Stored dataset items

________

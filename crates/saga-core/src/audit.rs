use tokio::time::Instant;

use crate::compensation::{CompensationReport, CompensationStatus};
use crate::error::CompensationError;
use crate::orchestrator::SagaState;

/// Status of a step in the audit log.
#[derive(Debug, Clone, Copy, PartialEq, Eq)]
#[non_exhaustive]
pub enum StepStatus {
    /// Forward call is in flight.
    Running,
    /// Forward call succeeded.
    Executed,
    /// Forward call exhausted its retries.
    Failed,
    /// Compensation task was dispatched and has not been folded in yet.
    CompensationDispatched,
    /// Step was compensated successfully.
    Compensated,
    /// Step compensation failed; the step is unrecovered.
    CompensationFailed,
}

/// Record of a step's execution in the saga.
#[derive(Debug)]
pub struct StepRecord {
    /// Zero-based position of the step in the saga.
    pub index: usize,
    /// Name of the step (`service.operation`).
    pub name: String,
    /// Current status.
    pub status: StepStatus,
    /// Forward attempts made.
    pub attempts: u32,
    /// When the step started executing.
    pub started_at: Instant,
    /// When the step completed (forward call or compensation).
    pub completed_at: Option<Instant>,
    /// Description of compensation (if applicable).
    pub compensation_description: Option<String>,
    /// Compensation attempts made, once the outcome has been applied.
    pub compensation_attempts: Option<u32>,
}

/// Audit log tracking all step executions in a saga.
#[derive(Debug)]
pub struct SagaAuditLog {
    records: Vec<StepRecord>,
    state: SagaState,
}

impl SagaAuditLog {
    pub(crate) fn new(state: SagaState) -> Self {
        Self {
            records: Vec::new(),
            state,
        }
    }

    /// Record a step execution starting.
    pub(crate) fn record_start(&mut self, index: usize, name: String) {
        self.records.push(StepRecord {
            index,
            name,
            status: StepStatus::Running,
            attempts: 0,
            started_at: Instant::now(),
            completed_at: None,
            compensation_description: None,
            compensation_attempts: None,
        });
    }

    /// Mark the last step as completed successfully.
    pub(crate) fn record_success(
        &mut self,
        attempts: u32,
        compensation_description: String,
        state: SagaState,
    ) {
        if let Some(record) = self.records.last_mut() {
            record.status = StepStatus::Executed;
            record.attempts = attempts;
            record.completed_at = Some(Instant::now());
            record.compensation_description = Some(compensation_description);
        }
        self.state = state;
    }

    /// Mark the last step as failed.
    pub(crate) fn record_failure(&mut self, attempts: u32, state: SagaState) {
        if let Some(record) = self.records.last_mut() {
            record.status = StepStatus::Failed;
            record.attempts = attempts;
            record.completed_at = Some(Instant::now());
        }
        self.state = state;
    }

    /// Mark the steps whose compensation tasks were dispatched.
    pub(crate) fn record_compensation_dispatched(&mut self, indices: &[usize]) {
        for record in &mut self.records {
            if indices.contains(&record.index) {
                record.status = StepStatus::CompensationDispatched;
            }
        }
    }

    /// Fold finished compensation outcomes into the log.
    pub fn apply<E>(&mut self, report: &CompensationReport<E>) {
        for outcome in report.outcomes() {
            let (status, attempts) = match &outcome.status {
                CompensationStatus::Compensated { attempts } => {
                    (StepStatus::Compensated, Some(*attempts))
                }
                CompensationStatus::Unrecovered(CompensationError::Exhausted {
                    attempts, ..
                }) => (StepStatus::CompensationFailed, Some(*attempts)),
                CompensationStatus::Unrecovered(CompensationError::Aborted { .. }) => {
                    (StepStatus::CompensationFailed, None)
                }
            };
            if let Some(record) = self.records.iter_mut().find(|r| r.index == outcome.step_index) {
                record.status = status;
                record.compensation_attempts = attempts;
                record.completed_at = Some(Instant::now());
            }
        }
    }

    /// Get all records in the audit log.
    #[must_use]
    pub fn records(&self) -> &[StepRecord] {
        &self.records
    }

    /// State the saga run ended in.
    #[must_use]
    pub fn state(&self) -> SagaState {
        self.state
    }

    /// Get a summary of the saga execution for display.
    #[must_use]
    pub fn summary(&self) -> String {
        let mut lines = Vec::new();
        for record in &self.records {
            let status = match record.status {
                StepStatus::Running => "…",
                StepStatus::Executed => "✓",
                StepStatus::Failed => "✗",
                StepStatus::CompensationDispatched => "⇠",
                StepStatus::Compensated => "↩",
                StepStatus::CompensationFailed => "⚠",
            };
            let mut line = format!(
                "{status} {} ({} attempt{}",
                record.name,
                record.attempts,
                plural(record.attempts)
            );
            if let Some(attempts) = record.compensation_attempts {
                line.push_str(&format!(
                    "; compensation {attempts} attempt{}",
                    plural(attempts)
                ));
            }
            line.push(')');
            lines.push(line);
        }
        lines.join("\n")
    }
}

fn plural(count: u32) -> &'static str {
    if count == 1 { "" } else { "s" }
}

________

§ **PROBLEM DESCRIPTION**
Looking at the records above, how many of their lines carry the string "indices"? Answer with the number and nothing else.

§ **RESULT**
2